> _Your assignment_
In the data below, which lines hold the word "Option"? Copy them.

Records from a collection
▼▼▼

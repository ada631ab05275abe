//! Middleware chain execution.
//!
//! Middleware run in priority order (lower first), before and after the
//! handler: code before `next.run(..)` is the pre-route side, code after
//! it is the post-route side. The flow outcomes map onto ordinary control
//! flow rather than a verdict enum:
//!
//! - *continue*: call `next.run(req)` and return its response;
//! - *skip-route* / *stop*: return a response (often the staged one)
//!   without calling `next`;
//! - *error*: return an error value whose `Responder` impl maps it.
//!
//! A middleware must not retain the request or context past its return;
//! ownership of the request moves down the chain and the response moves
//! back up.
//!
//! # Examples
//!
//! ```rust,no_run
//! use catzilla::{middleware::Next, types::{Request, Response}};
//!
//! async fn timing(req: Request, next: Next) -> Response {
//!     let start = std::time::Instant::now();
//!     let response = next.run(req).await;
//!     tracing::debug!(elapsed = ?start.elapsed(), "request finished");
//!     response
//! }
//! ```

use std::sync::Arc;

use bytes::Bytes;
use http::{HeaderName, HeaderValue, StatusCode};

use crate::{
    body::CatBody,
    handler::BoxHandler,
    responder::Responder,
    types::{BoxMiddleware, Request, Response},
};

/// Default priority for middleware registered without one. Lower runs
/// earlier.
pub const DEFAULT_PRIORITY: i32 = 100;

/// Staged response a middleware prepares for a later stop/skip decision.
///
/// Carried in request extensions so pre-route middleware can hand a
/// prepared response to whatever middleware decides to send it.
#[derive(Debug, Clone)]
pub struct StagedResponse {
    status: StatusCode,
    headers: Vec<(HeaderName, HeaderValue)>,
    content_type: Option<HeaderValue>,
    body: Bytes,
}

/// Upper bound on staged headers.
const MAX_STAGED_HEADERS: usize = 32;

impl StagedResponse {
    pub fn new(status: StatusCode) -> Self {
        Self {
            status,
            headers: Vec::new(),
            content_type: None,
            body: Bytes::new(),
        }
    }

    /// Adds a header. Headers past the cap of 32 are dropped.
    pub fn header(mut self, name: HeaderName, value: HeaderValue) -> Self {
        if self.headers.len() < MAX_STAGED_HEADERS {
            self.headers.push((name, value));
        }
        self
    }

    pub fn content_type(mut self, value: HeaderValue) -> Self {
        self.content_type = Some(value);
        self
    }

    pub fn body(mut self, body: Bytes) -> Self {
        self.body = body;
        self
    }

    /// Stages this response on the request for a later chain decision.
    pub fn stage(self, req: &mut Request) {
        req.extensions_mut().insert(self);
    }

    /// Takes a previously staged response off the request.
    pub fn take(req: &mut Request) -> Option<StagedResponse> {
        req.extensions_mut().remove::<StagedResponse>()
    }
}

impl Responder for StagedResponse {
    fn into_response(self) -> Response {
        let mut res = hyper::Response::builder().status(self.status);
        if let Some(ct) = self.content_type {
            res = res.header(http::header::CONTENT_TYPE, ct);
        }
        let mut res = res
            .body(CatBody::from(self.body))
            .unwrap_or_else(|_| StatusCode::INTERNAL_SERVER_ERROR.into_response());
        for (name, value) in self.headers {
            res.headers_mut().append(name, value);
        }
        res
    }
}

/// The remainder of the middleware chain plus the terminal handler.
pub struct Next {
    /// Remaining middleware, already priority-sorted by the router.
    pub middlewares: Arc<Vec<BoxMiddleware>>,
    /// Handler called once the chain is exhausted.
    pub endpoint: Arc<BoxHandler>,
}

impl Next {
    /// Runs the next middleware, or the handler when none remain.
    pub async fn run(self, req: Request) -> Response {
        if let Some((mw, rest)) = self.middlewares.split_first() {
            let rest = Arc::new(rest.to_vec());
            mw(
                req,
                Next {
                    middlewares: rest,
                    endpoint: self.endpoint.clone(),
                },
            )
            .await
        } else {
            self.endpoint.call(req).await
        }
    }
}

▲▲▲

> _Written solution_
    content_type: Option<HeaderValue>,
    pub fn take(req: &mut Request) -> Option<StagedResponse> {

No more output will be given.